Create a Vault target
- Settings → Distribution → Targets → New. Module: HashiCorp Vault.
- Fields:
- Address —
https://vault.example.com:8200. - Namespace — optional; required for Vault Enterprise namespaces.
- KV mount path —
secret(default). - Engine type —
kv2(default) orkv1. KV v2 is required for version-history rollback. - Secret path — optional. Empty = auto-generated per certificate as
certautopilot/cap-<token>-<domain>(token: 8-char hash derived from the certificate, stable across renewals), so one target can serve many certificates. Can also be overridden per distribution from the certificate's Distributions → Overrides drawer. - Field names — customize which JSON keys hold the cert, key, chain, fullchain (defaults:
certificate,private_key,chain,fullchain). - TLS CA cert — PEM for a private-CA-signed Vault endpoint.
- TLS skip verify — for bring-up only.
- HTTP timeout — default 30 s.
- Credential.
- Address —
- Save → health check calls
sys/health.
Execution flow
- Auth with the configured method; acquire a short-lived Vault token.

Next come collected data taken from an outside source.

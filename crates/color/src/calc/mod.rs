//! `calc()` expressions.
//!
//! <https://drafts.csswg.org/css-values-4/#calc-func>
//!
//! Expressions are parsed into a [CalcNode] tree once and can then be evaluated
//! multiple times, for example once without bindings (to re-serialize a specified
//! value) and once with the channels of a relative color's origin.

mod calculator;

pub use calculator::{Calculator, ExpressionKind, Term};

use crate::{
    options::Lookup,
    syntax::{CSSParse, ParseError, Parser, Token},
    tuple::Channel,
};

#[derive(Clone, Copy, Debug, PartialEq, Eq)]
pub enum Operator {
    Add,
    Subtract,
    Multiply,
    Divide,
}

#[derive(Clone, Debug, PartialEq)]
pub enum CalcNode {
    /// A number, percentage, dimension or identifier
    Value(Term),
    Sum(Vec<(Operator, CalcNode)>),
    Product(Vec<(Operator, CalcNode)>),
}

/// Everything an expression may refer to while it is evaluated
#[derive(Clone, Copy, Default)]
pub struct Scope<'a> {
    /// Named channels of a relative color's origin
    pub variables: &'a [(&'static str, Channel)],

    /// If set, percentages resolve to numbers relative to this value
    pub percentage_basis: Option<f64>,

    /// Convert angles to plain numbers (in degrees), used for hue channels
    pub angles_as_degrees: bool,

    /// Pixel size of relative length units
    pub dimensions: Option<&'a Lookup<f64>>,
}

impl CalcNode {
    /// Parse everything up to (and including) the closing parenthesis of a block
    fn parse_block_contents(parser: &mut Parser) -> Result<Self, ParseError> {
        let node = Self::parse_sum(parser)?;
        parser.expect_token(Token::ParenthesisClose)?;
        Ok(node)
    }

    fn parse_sum(parser: &mut Parser) -> Result<Self, ParseError> {
        let mut operands = vec![(Operator::Add, Self::parse_product(parser)?)];

        // "+" and "-" must be surrounded by whitespace
        while let Some(operand) = parser.parse_optional_value(|parser| {
            parser.expect_whitespace()?;
            let operator = match parser.next_token() {
                Some(Token::Delim('+')) => Operator::Add,
                Some(Token::Delim('-')) => Operator::Subtract,
                _ => return Err(ParseError),
            };
            parser.expect_whitespace()?;
            Ok((operator, Self::parse_product(parser)?))
        }) {
            operands.push(operand);
        }

        if operands.len() == 1 {
            Ok(operands.remove(0).1)
        } else {
            Ok(Self::Sum(operands))
        }
    }

    fn parse_product(parser: &mut Parser) -> Result<Self, ParseError> {
        let mut operands = vec![(Operator::Multiply, Self::parse_value(parser)?)];

        while let Some(operand) = parser.parse_optional_value(|parser| {
            let operator = match parser.next_token_ignoring_whitespace() {
                Some(Token::Delim('*')) => Operator::Multiply,
                Some(Token::Delim('/')) => Operator::Divide,
                _ => return Err(ParseError),
            };
            Ok((operator, Self::parse_value(parser)?))
        }) {
            operands.push(operand);
        }

        if operands.len() == 1 {
            Ok(operands.remove(0).1)
        } else {
            Ok(Self::Product(operands))
        }
    }

    fn parse_value(parser: &mut Parser) -> Result<Self, ParseError> {
        let value = match parser.next_token_ignoring_whitespace() {
            Some(Token::Number(n)) => Self::Value(Term::Number(n)),
            Some(Token::Percentage(p)) => Self::Value(Term::Percentage(p)),
            Some(Token::Dimension(value, unit)) => Self::Value(Term::Dimension(value, unit)),
            Some(Token::Ident(name)) => Self::Value(Term::Symbol(name.to_ascii_lowercase())),
            Some(token) if token == Token::ParenthesisOpen || token.is_function("calc") => {
                parser.parse_nested_block(Self::parse_block_contents)?
            },
            _ => return Err(ParseError),
        };
        Ok(value)
    }

    /// Evaluate the expression.
    ///
    /// Returns `None` if the expression refers to a channel that is missing.
    #[must_use]
    pub fn evaluate(&self, scope: &Scope<'_>) -> Option<Term> {
        match self {
            Self::Value(term) => evaluate_leaf(term, scope),
            Self::Sum(operands) => {
                let mut calculator = Calculator::default();
                for (operator, operand) in operands {
                    let term = operand.evaluate(scope)?;
                    if *operator == Operator::Subtract {
                        calculator.subtract(term);
                    } else {
                        calculator.add(term);
                    }
                }
                calculator.sum()
            },
            Self::Product(operands) => {
                let mut calculator = Calculator::default();
                for (operator, operand) in operands {
                    let term = operand.evaluate(scope)?;
                    if *operator == Operator::Divide {
                        calculator.divide_by(term);
                    } else {
                        calculator.multiply_by(term);
                    }
                }
                calculator.multiply()
            },
        }
    }

    /// The identifiers in the expression that are not math constants
    #[must_use]
    pub fn variables(&self) -> Vec<&str> {
        match self {
            Self::Value(Term::Symbol(name)) if constant(name).is_none() => vec![name.as_str()],
            Self::Value(_) => vec![],
            Self::Sum(operands) | Self::Product(operands) => operands
                .iter()
                .flat_map(|(_, operand)| operand.variables())
                .collect(),
        }
    }
}

impl CSSParse for CalcNode {
    /// Parse a `calc()` function
    fn parse(parser: &mut Parser) -> Result<Self, ParseError> {
        match parser.next_token_ignoring_whitespace() {
            Some(token) if token.is_function("calc") => {},
            _ => return Err(ParseError),
        }

        parser.parse_nested_block(Self::parse_block_contents)
    }
}

fn evaluate_leaf(term: &Term, scope: &Scope<'_>) -> Option<Term> {
    let evaluated = match term {
        Term::Percentage(p) => match scope.percentage_basis {
            Some(basis) => Term::Number(p / 100. * basis),
            None => Term::Percentage(*p),
        },
        Term::Dimension(value, unit) => {
            let degrees = angle_to_degrees(*value, unit).filter(|_| scope.angles_as_degrees);
            if let Some(degrees) = degrees {
                Term::Number(degrees)
            } else if let Some(pixels) = absolute_length_to_pixels(*value, unit) {
                Term::Dimension(pixels, "px".to_string())
            } else if let Some(factor) = scope.dimensions.and_then(|lookup| lookup.get(unit)) {
                Term::Dimension(value * factor, "px".to_string())
            } else {
                term.clone()
            }
        },
        Term::Symbol(name) => {
            if let Some((_, channel)) = scope.variables.iter().find(|(known, _)| known == name) {
                match channel {
                    Channel::Number(n) => Term::Number(*n),
                    Channel::None => return None,
                }
            } else if let Some(value) = constant(name) {
                Term::Number(value)
            } else {
                term.clone()
            }
        },
        other => other.clone(),
    };
    Some(evaluated)
}

/// <https://drafts.csswg.org/css-values-4/#calc-constants>
fn constant(name: &str) -> Option<f64> {
    let value = match name {
        "e" => std::f64::consts::E,
        "pi" => std::f64::consts::PI,
        "infinity" => f64::INFINITY,
        "-infinity" => f64::NEG_INFINITY,
        "nan" => f64::NAN,
        _ => return None,
    };
    Some(value)
}

/// <https://drafts.csswg.org/css-values-4/#angles>
#[must_use]
pub fn angle_to_degrees(value: f64, unit: &str) -> Option<f64> {
    let degrees = match unit {
        "deg" => value,
        "grad" => value * 0.9,
        "rad" => value.to_degrees(),
        "turn" => value * 360.,
        _ => return None,
    };
    Some(degrees)
}

/// <https://drafts.csswg.org/css-values-4/#absolute-lengths>
#[must_use]
pub fn absolute_length_to_pixels(value: f64, unit: &str) -> Option<f64> {
    let pixels = match unit {
        "px" => value,
        "in" => value * 96.,
        "cm" => value * 96. / 2.54,
        "mm" => value * 96. / 25.4,
        "q" => value * 96. / 101.6,
        "pt" => value * 4. / 3.,
        "pc" => value * 16.,
        _ => return None,
    };
    Some(pixels)
}

#[cfg(test)]
mod tests {
    use super::{CalcNode, Scope, Term};
    use crate::{options::Lookup, syntax::CSSParse, tuple::Channel};

    fn evaluate(source: &str, scope: &Scope<'_>) -> Option<String> {
        let node = CalcNode::parse_from_str(source).unwrap();
        node.evaluate(scope).map(|term| term.to_string())
    }

    #[test]
    fn arithmetic() {
        let scope = Scope::default();
        assert_eq!(evaluate("calc(1 / 2)", &scope).as_deref(), Some("0.5"));
        assert_eq!(
            evaluate("calc((1 + 2) * 3 - 4)", &scope).as_deref(),
            Some("5")
        );
        assert_eq!(
            evaluate("calc(10% + 5% * 2)", &scope).as_deref(),
            Some("20%")
        );
    }

    #[test]
    fn plus_requires_whitespace() {
        assert!(CalcNode::parse_from_str("calc(1+2)").is_err());
        assert!(CalcNode::parse_from_str("calc(1 +2)").is_err());
    }

    #[test]
    fn symbols_are_kept() {
        let scope = Scope::default();
        assert_eq!(
            evaluate("calc(a * 0.5 + a * 0.5)", &scope).as_deref(),
            Some("(0.5 * a) + (0.5 * a)")
        );
        assert_eq!(evaluate("calc(r + 10)", &scope).as_deref(), Some("10 + r"));
    }

    #[test]
    fn bound_variables() {
        let variables = [("r", Channel::Number(102.)), ("g", Channel::None)];
        let scope = Scope {
            variables: &variables,
            percentage_basis: Some(255.),
            ..Scope::default()
        };
        assert_eq!(evaluate("calc(r + 10%)", &scope).as_deref(), Some("127.5"));
        assert_eq!(evaluate("calc(g * 2)", &scope), None);
    }

    #[test]
    fn variables() {
        let node = CalcNode::parse_from_str("calc(r * pi + (e - alpha) / x)").unwrap();
        assert_eq!(node.variables(), ["r", "alpha", "x"]);
    }

    #[test]
    fn constants() {
        let scope = Scope::default();
        assert_eq!(evaluate("calc(pi / pi)", &scope).as_deref(), Some("1"));
        assert_eq!(
            evaluate("calc(infinity)", &scope).as_deref(),
            Some("Infinity")
        );
        assert_eq!(evaluate("calc(nan * 0)", &scope).as_deref(), Some("NaN"));
    }

    #[test]
    fn units() {
        let scope = Scope {
            angles_as_degrees: true,
            ..Scope::default()
        };
        assert_eq!(
            evaluate("calc(0.5turn + 10deg)", &scope).as_deref(),
            Some("190")
        );

        let scope = Scope::default();
        assert_eq!(
            evaluate("calc(1in + 4px)", &scope).as_deref(),
            Some("100px")
        );

        let dimensions = Lookup::Map([("em".to_string(), 16.)].into_iter().collect());
        let scope = Scope {
            dimensions: Some(&dimensions),
            ..Scope::default()
        };
        assert_eq!(evaluate("calc(2em - 2px)", &scope).as_deref(), Some("30px"));
        assert_eq!(
            CalcNode::parse_from_str("calc(2vw)")
                .unwrap()
                .evaluate(&scope),
            Some(Term::Dimension(2., "vw".to_string()))
        );
    }
}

- Resolve the secret path (explicit target path, per-distribution override, or the per-certificate auto path
certautopilot/cap-<token>-<domain>). - POST the JSON payload to
/v1/<mount>/data/<path>. KV v2 bumps the version automatically. - On success, record the new version in
LastRollbackMetafor future rollback.
Rollback
KV v2 keeps every version up to the engine's configured max_versions. Clicking Rollback on the distribution reads the previous version and writes it back as the latest — the history record preserves the round trip. Make sure your max_versions is high enough to cover your rollback window (10 is the default; raise if your cadence is denser).
Security notes
- The private key is always written to Vault as part of the payload — if that matters to your threat model, scope the backend's Vault policy tightly (and audit reads) so only the intended consumers can retrieve the secret.
- Vault's audit log captures every write; pair it with CertAutoPilot's audit trail for a full chain of custody.
- The backend's Vault token is scoped to the policy above; it cannot read secrets outside that path pattern.
Troubleshooting
"permission denied"
Policy is missing one of create/update/read on the target path, or the path pattern doesn't match. Test with vault token capabilities <token> secret/data/certautopilot/cap-1a2b3c4d-example-com.
"namespace not found"
Either typo, or you hit a non-Enterprise Vault — namespaces are an Enterprise-only feature.
"kv v1 write format doesn't match"
The mount points at a KV v1 engine but the target's Engine type is set to kv2 (or vice versa). Set engine_type to match the mount — both KV v1 and KV v2 are supported. No migration is needed; only the version-history rollback feature requires KV v2.